Malgré leur docilité, le parlement et les partis ne sont pas associés aux décisions concernant la composition du gouvernement.
Le remaniement du gouvernement algérien, décidé samedi 11 juin, s’est fait en dehors des institutions, dans la grande tradition instituée depuis l’avènement du président Abdelaziz Bouteflika en 1999. Ni le parlement, ni les partis, n’ont été associés à la décision. Seul Amar Saadani a été impliqué, dans un rôle de porte-flingue, pas dans que celui de chef du parti majoritaire à l’Assemblée Nationale.
Le remaniement consacre la prééminence des fonctionnaires, présentés comme des technocrates, une autre mode solidement ancrée depuis que M. Abdelmalek Sellal dirige le gouvernement. Le nouveau ministre des finances, M. Baba Ammi Hadji, a fait presque toute sa carrière dans l’administration. Le nouveau ministre des l’agriculture était lui aussi secrétaire général du même ministère avant sa promotion.
A l’inverse, aucune figure politique marquée n’a fait son entrée au gouvernement, à l’exception de Mme Ghania Eddalia, promue ministre chargée des relations avec le parlement. Mais ce n’est pas son appartenance au FLN, ni sa qualité de député qui a primé, car Mme Eddalia semble plutôt récompensée pour le rôle joué dans la grand-messe parlementaire organisée lors de l’approbation de la nouvelle constitution.
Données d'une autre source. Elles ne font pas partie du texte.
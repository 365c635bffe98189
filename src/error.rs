use thiserror::Error;

/// Errors surfaced by the collection and analysis passes.
#[derive(Error, Debug)]
pub enum Error {
    #[error("Database error: {0}")]
    Database(#[from] rusqlite::Error),

    #[error("JSON error: {0}")]
    Json(#[from] serde_json::Error),

    #[error("Telegram error: {0}")]
    Telegram(String),

    #[error("Configuration error: {0}")]
    Config(String),

    #[error("Channel {0} could not be resolved on Telegram")]
    ChannelNotFound(i64),

    #[error("I/O error: {0}")]
    Io(#[from] std::io::Error),
}

pub type Result<T> = std::result::Result<T, Error>;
Majorité parlementaire ignorée
Les partis de la majorité parlementaire, FLN et RND, n’ont eu aucun mot à dire sur le remaniement. Leurs chefs, Amar Saadani et Ahmed Ouyahia, sont dans le premier cercle du pouvoir. Cela semble leur suffire, même si rien n’indique qu’ils ont eu leur mot à dire.
Le parlement a été lui aussi totalement ignoré. Une attitude d’autant plus naturelle que le pays, déjà habitué à fonctionné hors institutions, se trouve dans une zone grise, ne sachant s’il faut en rester aux règles édictées par l’ancienne constitution, ou s’il faut se plier à la nouvelle constitution, dont les lois organiques n’ont pas été adoptées.
Inexistant en temps normal, servant à peine à valider les décisions de l’exécutif, le parlement n’a pas de velléité de contrôle dans pareille situation. L’opposition y fait de la figuration, et la majorité est soumise à une discipline totale. Pourtant, même si le remaniement ne comprend pas de changement de premier ministre, il touche des secteurs importants, susceptibles de bouleverser les choix économiques du pays. Les secteurs des finances, de l’énergie et l’agriculture changent en effet de titulaires. Mais les députés regarderont ailleurs.
Saadani, porte-parole du pouvoir
Si les partis et le parlement sont hors circuit, les réseaux, par contre, sont très présents. Amar Ghoul, ministre depuis dix sept ans, qui avait affirmé publiquement sa proximité avec l’ancien patron du DRS Toufik Mediène, a été éjecté. Ni sa gestion calamiteuse, ni le fait d’être cité dans des affaires de corruption, n’avaient eu raison de lui. Par contre, les réseaux auxquels il fait allégeance sont bien en perte de vitesse.
Amar Saadani, lui, demeure sur la pente ascendante. Non par son propre pouvoir, mais parce qu’il continue de jouer l’éclaireur du pouvoir. C’est encore lui qui a annoncé le remaniement, et en a désigné les principales victimes. Le ministre des finances Abderrahmane Benkhalfa et celui de l’agriculture Sid Ahmed Ferroukhi ont été nommément attaqués, tout comme l’ancien gouverneur de la Banque d’Algérie Mohamed Laksaci, publiquement accusé par M. Saadani d’avoir saboté l’économie du pays. Ce rôle dévolu à Amar Saadani avait commencé par les attaques contre l’ancien patron du DRS, dont la fin était devenue évidente dès le moment où il avait été attaqué par M. Saadani. Avec le dernier remaniement, le patron du FLN confirme qu’il a réussi à rester du bon côté.